Write out the records below once more, exactly as they stand.

[[ Records for the task open ]]

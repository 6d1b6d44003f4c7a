use std::path::PathBuf;

use chrono::NaiveDate;
use clap::{Parser, ValueEnum};

/// Statement day used by most cards the ledger was written for.
pub const DEFAULT_STATEMENT_DAY: u32 = 19;

#[derive(Debug, Clone, Copy, PartialEq, Eq, ValueEnum)]
pub enum ReportKind {
    /// Balance of every account
    Balances,
    /// Asset and liability totals and net worth
    NetWorth,
    /// Spending per category, payments excluded
    Categories,
    /// Outstanding card debt and the part of it already billed
    Debt,
    /// What each participant owes for shared expenses
    Shared,
}

#[derive(Debug, Parser)]
#[command(author, version, about = "Reconciles ledger events into net-worth-correct balances", long_about = None)]
pub struct Config {
    /// CSV file of ledger events
    pub input: PathBuf,

    #[arg(long, value_enum, default_value_t = ReportKind::Balances)]
    pub report: ReportKind,

    /// Day of month on which a card billing cycle starts
    #[arg(long, default_value_t = DEFAULT_STATEMENT_DAY, value_parser = clap::value_parser!(u32).range(1..=28))]
    pub statement_day: u32,

    /// Date the debt report is computed for, defaults to the latest transaction
    #[arg(long)]
    pub as_of: Option<NaiveDate>,

    /// Limits the shared report to one participant
    #[arg(long)]
    pub participant: Option<String>,

    /// Limits the shared report to one category
    #[arg(long)]
    pub category: Option<String>,
}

[[ Records for the task closed ]]

Problem solution:
repository 6d1b6d44003f4c7a
use std::path::PathBuf;

use chrono::NaiveDate;
use clap::{Parser, ValueEnum};

/// Statement day used by most cards the ledger was written for.
pub const DEFAULT_STATEMENT_DAY: u32 = 19;

#[derive(Debug, Clone, Copy, PartialEq, Eq, ValueEnum)]
pub enum ReportKind {
    /// Balance of every account
    Balances,
    /// Asset and liability totals and net worth
    NetWorth,
    /// Spending per category, payments excluded
    Categories,
    /// Outstanding card debt and the part of it already billed
    Debt,
    /// What each participant owes for shared expenses
    Shared,
}

#[derive(Debug, Parser)]
#[command(author, version, about = "Reconciles ledger events into net-worth-correct balances", long_about = None)]
pub struct Config {
    /// CSV file of ledger events
    pub input: PathBuf,

    #[arg(long, value_enum, default_value_t = ReportKind::Balances)]
    pub report: ReportKind,

    /// Day of month on which a card billing cycle starts
    #[arg(long, default_value_t = DEFAULT_STATEMENT_DAY, value_parser = clap::value_parser!(u32).range(1..=28))]
    pub statement_day: u32,

    /// Date the debt report is computed for, defaults to the latest transaction
    #[arg(long)]
    pub as_of: Option<NaiveDate>,

    /// Limits the shared report to one participant
    #[arg(long)]
    pub participant: Option<String>,

    /// Limits the shared report to one category
    #[arg(long)]
    pub category: Option<String>,
}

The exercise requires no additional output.